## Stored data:
┄┄┄┄┄┄┄┄┄┄
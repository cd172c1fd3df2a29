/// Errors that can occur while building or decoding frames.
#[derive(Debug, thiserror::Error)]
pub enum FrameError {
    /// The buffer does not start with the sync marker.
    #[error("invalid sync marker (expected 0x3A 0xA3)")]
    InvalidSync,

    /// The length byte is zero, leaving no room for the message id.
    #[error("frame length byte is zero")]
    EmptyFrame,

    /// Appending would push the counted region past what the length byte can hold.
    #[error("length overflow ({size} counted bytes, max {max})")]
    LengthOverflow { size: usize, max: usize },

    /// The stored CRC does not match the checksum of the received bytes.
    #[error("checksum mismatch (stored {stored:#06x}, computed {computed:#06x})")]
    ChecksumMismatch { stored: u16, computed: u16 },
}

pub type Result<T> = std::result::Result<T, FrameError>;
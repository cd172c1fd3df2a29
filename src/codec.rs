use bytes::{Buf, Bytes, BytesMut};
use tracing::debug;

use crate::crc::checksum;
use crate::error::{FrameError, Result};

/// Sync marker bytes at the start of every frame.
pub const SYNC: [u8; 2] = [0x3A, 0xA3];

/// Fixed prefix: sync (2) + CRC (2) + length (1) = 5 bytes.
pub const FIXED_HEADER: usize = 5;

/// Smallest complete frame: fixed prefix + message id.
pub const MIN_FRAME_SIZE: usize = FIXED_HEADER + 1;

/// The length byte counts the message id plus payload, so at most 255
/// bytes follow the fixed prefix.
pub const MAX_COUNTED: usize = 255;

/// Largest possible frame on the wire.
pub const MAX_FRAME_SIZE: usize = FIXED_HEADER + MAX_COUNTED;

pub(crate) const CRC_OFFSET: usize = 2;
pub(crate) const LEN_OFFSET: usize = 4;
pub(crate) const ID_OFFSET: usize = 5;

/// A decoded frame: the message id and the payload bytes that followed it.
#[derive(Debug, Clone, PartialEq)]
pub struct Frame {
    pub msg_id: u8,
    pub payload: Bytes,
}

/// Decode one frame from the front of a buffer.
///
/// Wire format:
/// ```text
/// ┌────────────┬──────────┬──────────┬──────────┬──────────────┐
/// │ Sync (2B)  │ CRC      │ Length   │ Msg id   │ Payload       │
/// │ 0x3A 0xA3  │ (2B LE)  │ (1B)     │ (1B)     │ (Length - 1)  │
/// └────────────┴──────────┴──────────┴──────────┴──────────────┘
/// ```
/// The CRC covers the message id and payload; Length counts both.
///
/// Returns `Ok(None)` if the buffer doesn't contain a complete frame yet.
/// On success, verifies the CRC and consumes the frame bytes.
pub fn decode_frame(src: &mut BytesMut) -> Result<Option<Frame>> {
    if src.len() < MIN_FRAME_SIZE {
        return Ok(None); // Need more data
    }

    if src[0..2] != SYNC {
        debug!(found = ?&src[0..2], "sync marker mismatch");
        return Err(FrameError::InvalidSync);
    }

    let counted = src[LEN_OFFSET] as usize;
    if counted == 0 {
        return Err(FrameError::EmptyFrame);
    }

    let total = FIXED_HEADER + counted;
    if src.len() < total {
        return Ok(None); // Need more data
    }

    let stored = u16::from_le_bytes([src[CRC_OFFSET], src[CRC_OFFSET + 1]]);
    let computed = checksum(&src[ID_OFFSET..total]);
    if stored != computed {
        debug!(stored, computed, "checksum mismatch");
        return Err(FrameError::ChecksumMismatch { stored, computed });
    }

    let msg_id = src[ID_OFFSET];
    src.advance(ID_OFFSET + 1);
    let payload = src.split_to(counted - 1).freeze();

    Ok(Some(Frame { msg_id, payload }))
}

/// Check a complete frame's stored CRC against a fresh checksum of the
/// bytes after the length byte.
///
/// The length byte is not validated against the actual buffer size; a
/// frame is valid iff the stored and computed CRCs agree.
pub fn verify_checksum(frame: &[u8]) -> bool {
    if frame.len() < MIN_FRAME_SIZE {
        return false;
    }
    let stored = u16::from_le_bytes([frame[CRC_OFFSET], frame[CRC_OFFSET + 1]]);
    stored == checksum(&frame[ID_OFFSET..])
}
┄┄┄┄┄┄┄┄┄┄
## TASK GOAL:
Lines with the word "EmptyFrame" in them should be copied from the preceding records.

## ANSWER SPACE:
    EmptyFrame,
        return Err(FrameError::EmptyFrame);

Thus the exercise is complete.